# Data section
· · · · ·

//! Shorthand conditions that expand to fixed SQL templates.

use rowguard_core::DialectConfig;
use serde::{Deserialize, Serialize};

use crate::condition::Condition;
use crate::error::RlsError;
use crate::escape::{escape_identifier, escape_qualified, escape_string_literal};
use crate::render::RenderSql;
use crate::value::ColumnRef;

/// Column holding the user id in membership and role tables.
pub const USER_ID_COLUMN: &str = "user_id";

#[derive(Debug, Clone, PartialEq, Eq, Hash, Serialize, Deserialize)]
#[serde(rename_all = "snake_case")]
pub enum Helper {
    /// `local_key IN (SELECT foreign_key FROM join_table WHERE user_id = <current user>)`
    IsMemberOf {
        join_table: String,
        foreign_key: String,
        local_key: ColumnRef,
    },
    /// `EXISTS (SELECT 1 FROM table WHERE user_id = <current user> AND role = '<role>')`
    ///
    /// Without a table, the dialect's default role table is used.
    HasRole { role: String, table: Option<String> },
    AlwaysTrue,
}

impl RenderSql for Helper {
    fn render_sql(&self, dialect: &DialectConfig) -> Result<String, RlsError> {
        match self {
            Helper::IsMemberOf {
                join_table,
                foreign_key,
                local_key,
            } => Ok(format!(
                "{} IN (SELECT {} FROM {} WHERE {} = {})",
                escape_qualified(local_key.as_str()),
                escape_identifier(foreign_key),
                escape_qualified(join_table),
                USER_ID_COLUMN,
                dialect.current_user_expression
            )),
            Helper::HasRole { role, table } => {
                let table = table.as_deref().unwrap_or(&dialect.default_role_table);
                Ok(format!(
                    "EXISTS (SELECT 1 FROM {} WHERE {} = {} AND role = {})",
                    escape_qualified(table),
                    USER_ID_COLUMN,
                    dialect.current_user_expression,
                    escape_string_literal(role)
                ))
            }
            Helper::AlwaysTrue => Ok("true".to_string()),
        }
    }
}

/// The current user holds `role` in the default role table.
pub fn has_role(role: impl Into<String>) -> Condition {
    Condition::Helper(Helper::HasRole {
        role: role.into(),
        table: None,
    })
}

/// The current user holds `role` in `table`.
pub fn has_role_in(role: impl Into<String>, table: impl Into<String>) -> Condition {
    Condition::Helper(Helper::HasRole {
        role: role.into(),
        table: Some(table.into()),
    })
}

pub fn always_true() -> Condition {
    Condition::Helper(Helper::AlwaysTrue)
}
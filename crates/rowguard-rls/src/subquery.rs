//! Derived tables used by `IN (SELECT ...)` conditions.
//!
//! A [`SubqueryBuilder`] validates table references as it grows: every
//! qualified column used in a join's ON condition or in the WHERE condition
//! must name the FROM table or a join added before it.

use rowguard_core::DialectConfig;
use serde::{Deserialize, Serialize};

use crate::condition::Condition;
use crate::error::RlsError;
use crate::escape::{escape_identifier, escape_qualified};
use crate::references::{ReferenceClause, check_references};
use crate::render::RenderSql;

/// Select list used when none is given.
const DEFAULT_SELECT: &str = "id";

/// A table in a subquery's FROM or JOIN, with its optional alias.
#[derive(Debug, Clone, PartialEq, Eq, Hash, Serialize, Deserialize)]
pub struct SubqueryTable {
    pub name: String,
    #[serde(default, skip_serializing_if = "Option::is_none")]
    pub alias: Option<String>,
}

impl SubqueryTable {
    pub fn new(name: impl Into<String>, alias: Option<&str>) -> Self {
        Self {
            name: name.into(),
            alias: alias.map(str::to_string),
        }
    }

    /// The identifier columns must be qualified with: the alias, else the name.
    pub fn reference_name(&self) -> &str {
        self.alias.as_deref().unwrap_or(&self.name)
    }

    fn render(&self) -> String {
        match &self.alias {
            Some(alias) => format!("{} {}", escape_qualified(&self.name), escape_identifier(alias)),
            None => escape_qualified(&self.name),
        }
    }
}

#[derive(Debug, Clone, Copy, PartialEq, Eq, Hash, Default, Serialize, Deserialize)]
#[serde(rename_all = "lowercase")]
pub enum JoinKind {
    #[default]
    Inner,
    Left,
    Right,
    Full,
}

impl JoinKind {
    pub fn keyword(&self) -> &'static str {
        match self {
            JoinKind::Inner => "INNER JOIN",
            JoinKind::Left => "LEFT JOIN",
            JoinKind::Right => "RIGHT JOIN",
            JoinKind::Full => "FULL JOIN",
        }
    }
}

#[derive(Debug, Clone, PartialEq, Serialize, Deserialize)]
pub struct Join {
    pub table: SubqueryTable,
    pub kind: JoinKind,
    pub on: Condition,
}

/// An immutable derived table: `(SELECT ... FROM ... [JOIN ...] [WHERE ...])`.
#[derive(Debug, Clone, PartialEq, Serialize, Deserialize)]
pub struct SubqueryDefinition {
    pub from: SubqueryTable,
    pub select: Vec<String>,
    /// Rendered in declaration order.
    #[serde(default, skip_serializing_if = "Vec::is_empty")]
    pub joins: Vec<Join>,
    #[serde(default, skip_serializing_if = "Option::is_none")]
    pub filter: Option<Box<Condition>>,
}

impl SubqueryDefinition {
    /// Every identifier a column in this subquery may be qualified with.
    pub fn available_tables(&self) -> Vec<&str> {
        std::iter::once(self.from.reference_name())
            .chain(self.joins.iter().map(|join| join.table.reference_name()))
            .collect()
    }
}

impl RenderSql for SubqueryDefinition {
    fn render_sql(&self, dialect: &DialectConfig) -> Result<String, RlsError> {
        let select = if self.select.is_empty() {
            DEFAULT_SELECT.to_string()
        } else {
            self.select
                .iter()
                .map(|column| match column.as_str() {
                    "*" => "*".to_string(),
                    other => escape_qualified(other),
                })
                .collect::<Vec<_>>()
                .join(", ")
        };

        let mut sql = format!("(SELECT {} FROM {}", select, self.from.render());
        for join in &self.joins {
            sql.push_str(&format!(
                " {} {} ON {}",
                join.kind.keyword(),
                join.table.render(),
                join.on.render_sql(dialect)?
            ));
        }
        if let Some(filter) = &self.filter {
            sql.push_str(" WHERE ");
            sql.push_str(&filter.render_sql(dialect)?);
        }
        sql.push(')');
        Ok(sql)
    }
}

/// Incrementally builds a [`SubqueryDefinition`], rejecting dangling table
/// references as soon as a condition is attached.
#[derive(Debug, Clone)]
pub struct SubqueryBuilder {
    definition: SubqueryDefinition,
}

/// Start a subquery over `table`.
pub fn from(table: impl Into<String>) -> SubqueryBuilder {
    SubqueryBuilder::new(SubqueryTable::new(table, None))
}

/// Start a subquery over `table` aliased as `alias`.
pub fn from_as(table: impl Into<String>, alias: &str) -> SubqueryBuilder {
    SubqueryBuilder::new(SubqueryTable::new(table, Some(alias)))
}

impl SubqueryBuilder {
    fn new(from: SubqueryTable) -> Self {
        Self {
            definition: SubqueryDefinition {
                from,
                select: vec![DEFAULT_SELECT.to_string()],
                joins: Vec::new(),
                filter: None,
            },
        }
    }

    /// Replace the select list.
    pub fn select<I, S>(mut self, columns: I) -> Self
    where
        I: IntoIterator<Item = S>,
        S: Into<String>,
    {
        self.definition.select = columns.into_iter().map(Into::into).collect();
        self
    }

    /// Add a join on `table`, referenced by its own name.
    pub fn join(
        self,
        table: impl Into<String>,
        on: Condition,
        kind: JoinKind,
    ) -> Result<Self, RlsError> {
        self.push_join(SubqueryTable::new(table, None), on, kind)
    }

    /// Add a join on `table` aliased as `alias`.
    pub fn join_as(
        self,
        table: impl Into<String>,
        alias: &str,
        on: Condition,
        kind: JoinKind,
    ) -> Result<Self, RlsError> {
        self.push_join(SubqueryTable::new(table, Some(alias)), on, kind)
    }

    fn push_join(
        mut self,
        table: SubqueryTable,
        on: Condition,
        kind: JoinKind,
    ) -> Result<Self, RlsError> {
        // The ON condition may reference the table being joined.
        let mut scope = self.scope();
        scope.push(table.reference_name().to_string());
        check_references(&on, &scope, ReferenceClause::Join, &self.definition.from.name)?;

        self.definition.joins.push(Join { table, kind, on });
        Ok(self)
    }

    /// Set the WHERE condition. A second call ANDs with the first.
    pub fn filter(mut self, condition: Condition) -> Result<Self, RlsError> {
        let scope = self.scope();
        check_references(&condition, &scope, ReferenceClause::Where, &self.definition.from.name)?;

        self.definition.filter = Some(Box::new(match self.definition.filter.take() {
            Some(existing) => (*existing).and(condition),
            None => condition,
        }));
        Ok(self)
    }

    fn scope(&self) -> Vec<String> {
        self.definition
            .available_tables()
            .into_iter()
            .map(str::to_string)
            .collect()
    }

    pub fn build(self) -> SubqueryDefinition {
        self.definition
    }
}

impl From<SubqueryBuilder> for SubqueryDefinition {
    fn from(builder: SubqueryBuilder) -> Self {
        builder.build()
    }
}

#[cfg(test)]
mod tests {
    use super::*;
    use crate::value::{column, current_user_id};
    use pretty_assertions::assert_eq;

    #[test]
    fn test_plain_subquery() {
        let subquery = from("projects").build();
        assert_eq!(subquery.to_sql().unwrap(), "(SELECT id FROM projects)");
    }

    #[test]
    fn test_subquery_with_alias_select_and_where() {
        let subquery = from_as("projects", "p")
            .select(["p.id", "p.name"])
            .filter(column("p.owner_id").eq(current_user_id()))
            .unwrap()
            .build();
        assert_eq!(
            subquery.to_sql().unwrap(),
            "(SELECT p.id, p.name FROM projects p WHERE p.owner_id = auth.uid())"
        );
    }

    #[test]
    fn test_join_positioned_between_from_and_where() {
        let subquery = from_as("projects", "p")
            .join_as(
                "members",
                "m",
                column("m.project_id").eq(column("p.id")),
                JoinKind::Inner,
            )
            .unwrap()
            .filter(column("m.user_id").eq(current_user_id()))
            .unwrap()
            .build();
        assert_eq!(
            subquery.to_sql().unwrap(),
            "(SELECT id FROM projects p INNER JOIN members m ON m.project_id = p.id WHERE m.user_id = auth.uid())"
        );
    }

    #[test]
    fn test_join_kinds() {
        assert_eq!(JoinKind::Left.keyword(), "LEFT JOIN");
        assert_eq!(JoinKind::Right.keyword(), "RIGHT JOIN");
        assert_eq!(JoinKind::Full.keyword(), "FULL JOIN");
        assert_eq!(JoinKind::default(), JoinKind::Inner);
    }

    // Every join is rendered, in the order it was added; none are dropped.
    #[test]
    fn test_multiple_joins_all_rendered_in_order() {
        let subquery = from_as("projects", "p")
            .join_as("members", "m", column("m.project_id").eq(column("p.id")), JoinKind::Inner)
            .unwrap()
            .join_as("teams", "t", column("t.id").eq(column("m.team_id")), JoinKind::Left)
            .unwrap()
            .filter(column("t.active").eq(true))
            .unwrap()
            .build();
        let sql = subquery.to_sql().unwrap();
        assert_eq!(
            sql,
            "(SELECT id FROM projects p INNER JOIN members m ON m.project_id = p.id LEFT JOIN teams t ON t.id = m.team_id WHERE t.active = TRUE)"
        );
        assert_eq!(sql.matches(" JOIN ").count(), 2);
    }

    #[test]
    fn test_dangling_where_reference_rejected() {
        let err = from("projects")
            .filter(column("members.user_id").eq(current_user_id()))
            .unwrap_err();
        match err {
            RlsError::DanglingReference { missing, .. } => assert_eq!(missing, vec!["members"]),
            other => panic!("unexpected error: {other:?}"),
        }
    }

    #[test]
    fn test_where_reference_after_join_accepted() {
        let result = from("projects")
            .join(
                "members",
                column("members.project_id").eq(column("projects.id")),
                JoinKind::Inner,
            )
            .and_then(|builder| builder.filter(column("members.user_id").eq(current_user_id())));
        assert!(result.is_ok());
    }

    #[test]
    fn test_join_on_may_reference_joined_table_only() {
        // Own target is in scope.
        assert!(
            from_as("projects", "p")
                .join_as("members", "m", column("m.project_id").eq(column("p.id")), JoinKind::Inner)
                .is_ok()
        );

        // A table joined later is not.
        let err = from_as("projects", "p")
            .join_as("members", "m", column("t.id").eq(column("m.team_id")), JoinKind::Inner)
            .unwrap_err();
        assert!(matches!(
            err,
            RlsError::DanglingReference { ref missing, clause: "join", .. } if missing == &vec!["t".to_string()]
        ));
    }

    #[test]
    fn test_aliased_table_referenced_by_alias() {
        let err = from_as("projects", "p")
            .filter(column("projects.owner_id").eq(current_user_id()))
            .unwrap_err();
        assert!(matches!(err, RlsError::DanglingReference { .. }));
    }

    #[test]
    fn test_unqualified_columns_always_accepted() {
        assert!(
            from("projects")
                .filter(column("owner_id").eq(current_user_id()))
                .is_ok()
        );
    }

    #[test]
    fn test_repeated_filter_is_anded() {
        let subquery = from("projects")
            .filter(column("archived").eq(false))
            .unwrap()
            .filter(column("owner_id").eq(current_user_id()))
            .unwrap()
            .build();
        assert_eq!(
            subquery.to_sql().unwrap(),
            "(SELECT id FROM projects WHERE (archived = FALSE AND owner_id = auth.uid()))"
        );
    }
}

· · · · ·

# Problem statement
Filter the entries down to the lines that include the string "collect".

# Completed task
            .collect()
                .collect::<Vec<_>>()
        self.definition.select = columns.into_iter().map(Into::into).collect();
            .collect()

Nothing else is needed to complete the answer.